→ To do
Which lines below contain "Create"? Pull them out.

→ Data provided

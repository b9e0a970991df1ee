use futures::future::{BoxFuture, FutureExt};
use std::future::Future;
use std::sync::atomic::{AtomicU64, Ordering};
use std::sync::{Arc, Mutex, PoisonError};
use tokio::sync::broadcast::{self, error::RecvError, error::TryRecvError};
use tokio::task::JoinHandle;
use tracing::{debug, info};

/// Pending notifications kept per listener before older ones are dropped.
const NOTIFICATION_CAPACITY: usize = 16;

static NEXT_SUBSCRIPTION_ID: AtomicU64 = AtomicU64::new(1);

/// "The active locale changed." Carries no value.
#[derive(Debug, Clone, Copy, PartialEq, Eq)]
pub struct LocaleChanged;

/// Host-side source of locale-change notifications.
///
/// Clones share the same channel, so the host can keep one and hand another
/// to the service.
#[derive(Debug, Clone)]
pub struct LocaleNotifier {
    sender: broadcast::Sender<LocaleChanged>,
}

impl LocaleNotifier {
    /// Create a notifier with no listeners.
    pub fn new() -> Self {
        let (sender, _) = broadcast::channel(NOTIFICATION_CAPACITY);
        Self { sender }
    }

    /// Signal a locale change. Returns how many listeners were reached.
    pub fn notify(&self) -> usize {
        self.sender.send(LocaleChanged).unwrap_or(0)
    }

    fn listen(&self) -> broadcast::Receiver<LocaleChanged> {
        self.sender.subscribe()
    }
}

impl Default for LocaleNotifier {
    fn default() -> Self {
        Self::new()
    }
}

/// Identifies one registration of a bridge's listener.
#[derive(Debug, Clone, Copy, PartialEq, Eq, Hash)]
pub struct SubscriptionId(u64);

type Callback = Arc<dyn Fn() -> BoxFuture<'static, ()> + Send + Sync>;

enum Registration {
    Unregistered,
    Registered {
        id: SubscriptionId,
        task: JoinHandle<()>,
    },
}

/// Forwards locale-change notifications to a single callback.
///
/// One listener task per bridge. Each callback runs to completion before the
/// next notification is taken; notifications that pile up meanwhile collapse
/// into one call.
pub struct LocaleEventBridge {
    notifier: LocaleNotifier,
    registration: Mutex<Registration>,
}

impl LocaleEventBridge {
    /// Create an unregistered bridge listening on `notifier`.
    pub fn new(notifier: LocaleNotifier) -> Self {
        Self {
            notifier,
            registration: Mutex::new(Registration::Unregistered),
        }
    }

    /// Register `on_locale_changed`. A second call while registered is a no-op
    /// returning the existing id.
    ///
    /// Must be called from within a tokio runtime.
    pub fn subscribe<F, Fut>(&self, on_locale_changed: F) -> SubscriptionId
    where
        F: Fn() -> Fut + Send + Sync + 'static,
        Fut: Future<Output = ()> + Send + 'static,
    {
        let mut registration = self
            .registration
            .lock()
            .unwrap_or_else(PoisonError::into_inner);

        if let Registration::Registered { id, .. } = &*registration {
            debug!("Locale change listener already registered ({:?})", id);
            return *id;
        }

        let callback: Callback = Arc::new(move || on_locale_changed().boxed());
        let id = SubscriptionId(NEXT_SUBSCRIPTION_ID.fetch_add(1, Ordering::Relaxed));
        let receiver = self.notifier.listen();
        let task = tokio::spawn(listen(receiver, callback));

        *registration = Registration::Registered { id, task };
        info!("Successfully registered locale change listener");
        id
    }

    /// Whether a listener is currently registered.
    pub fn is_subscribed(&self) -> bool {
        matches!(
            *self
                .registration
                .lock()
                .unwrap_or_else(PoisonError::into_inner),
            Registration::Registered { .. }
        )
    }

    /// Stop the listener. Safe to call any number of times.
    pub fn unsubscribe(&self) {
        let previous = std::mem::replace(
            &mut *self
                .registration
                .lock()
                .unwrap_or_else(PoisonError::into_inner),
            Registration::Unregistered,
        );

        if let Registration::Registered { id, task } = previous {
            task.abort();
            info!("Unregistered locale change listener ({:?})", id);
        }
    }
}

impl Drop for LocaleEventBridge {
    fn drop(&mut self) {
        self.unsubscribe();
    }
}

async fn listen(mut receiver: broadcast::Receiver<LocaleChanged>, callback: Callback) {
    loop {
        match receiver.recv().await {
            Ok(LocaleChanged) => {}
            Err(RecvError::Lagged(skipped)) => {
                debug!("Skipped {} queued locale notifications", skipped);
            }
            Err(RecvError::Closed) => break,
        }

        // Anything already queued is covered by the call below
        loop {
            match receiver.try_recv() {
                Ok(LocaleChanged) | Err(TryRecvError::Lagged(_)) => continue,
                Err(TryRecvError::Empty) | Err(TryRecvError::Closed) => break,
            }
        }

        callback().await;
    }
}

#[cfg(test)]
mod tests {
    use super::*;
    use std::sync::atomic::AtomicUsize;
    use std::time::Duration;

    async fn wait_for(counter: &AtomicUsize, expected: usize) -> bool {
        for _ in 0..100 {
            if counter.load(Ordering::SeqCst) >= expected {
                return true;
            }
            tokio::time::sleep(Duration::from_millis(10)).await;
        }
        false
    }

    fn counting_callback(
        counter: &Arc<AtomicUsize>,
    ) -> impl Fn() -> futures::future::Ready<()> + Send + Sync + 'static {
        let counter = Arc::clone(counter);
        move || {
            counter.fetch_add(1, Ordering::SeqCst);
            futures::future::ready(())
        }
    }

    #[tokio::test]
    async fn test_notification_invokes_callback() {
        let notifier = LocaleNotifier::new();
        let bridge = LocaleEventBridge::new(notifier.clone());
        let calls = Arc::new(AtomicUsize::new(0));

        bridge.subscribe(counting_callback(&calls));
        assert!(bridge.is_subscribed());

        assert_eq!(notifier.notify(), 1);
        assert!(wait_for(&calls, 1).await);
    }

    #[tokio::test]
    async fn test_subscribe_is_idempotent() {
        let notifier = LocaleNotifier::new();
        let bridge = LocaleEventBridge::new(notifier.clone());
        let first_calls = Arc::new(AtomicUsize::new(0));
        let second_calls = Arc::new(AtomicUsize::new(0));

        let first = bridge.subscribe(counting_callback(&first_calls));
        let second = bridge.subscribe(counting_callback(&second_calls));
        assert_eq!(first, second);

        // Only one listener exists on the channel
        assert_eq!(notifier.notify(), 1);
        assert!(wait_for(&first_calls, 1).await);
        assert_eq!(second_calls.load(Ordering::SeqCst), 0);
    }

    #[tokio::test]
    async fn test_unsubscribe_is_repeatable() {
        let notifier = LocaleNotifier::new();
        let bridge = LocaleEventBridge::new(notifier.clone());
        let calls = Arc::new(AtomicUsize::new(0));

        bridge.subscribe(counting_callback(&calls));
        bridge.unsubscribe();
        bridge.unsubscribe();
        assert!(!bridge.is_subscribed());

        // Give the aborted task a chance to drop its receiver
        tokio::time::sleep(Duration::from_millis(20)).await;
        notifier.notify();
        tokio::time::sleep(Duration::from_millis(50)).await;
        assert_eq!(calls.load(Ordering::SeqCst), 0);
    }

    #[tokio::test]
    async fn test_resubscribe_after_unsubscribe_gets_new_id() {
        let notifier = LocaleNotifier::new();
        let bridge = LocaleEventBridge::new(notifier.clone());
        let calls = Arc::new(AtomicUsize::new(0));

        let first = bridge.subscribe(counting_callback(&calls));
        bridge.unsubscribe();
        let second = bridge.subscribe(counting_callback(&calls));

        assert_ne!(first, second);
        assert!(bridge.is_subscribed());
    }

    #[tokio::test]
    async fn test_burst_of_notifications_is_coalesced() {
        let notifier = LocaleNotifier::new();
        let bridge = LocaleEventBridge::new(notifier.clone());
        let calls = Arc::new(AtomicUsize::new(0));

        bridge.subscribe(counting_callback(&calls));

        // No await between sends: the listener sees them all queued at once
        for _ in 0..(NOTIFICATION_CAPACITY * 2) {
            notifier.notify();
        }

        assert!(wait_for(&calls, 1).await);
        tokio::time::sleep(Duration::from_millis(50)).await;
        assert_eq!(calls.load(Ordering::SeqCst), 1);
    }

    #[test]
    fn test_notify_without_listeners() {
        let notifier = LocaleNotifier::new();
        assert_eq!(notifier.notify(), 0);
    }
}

→ The answer
    /// Create a notifier with no listeners.
    /// Create an unregistered bridge listening on `notifier`.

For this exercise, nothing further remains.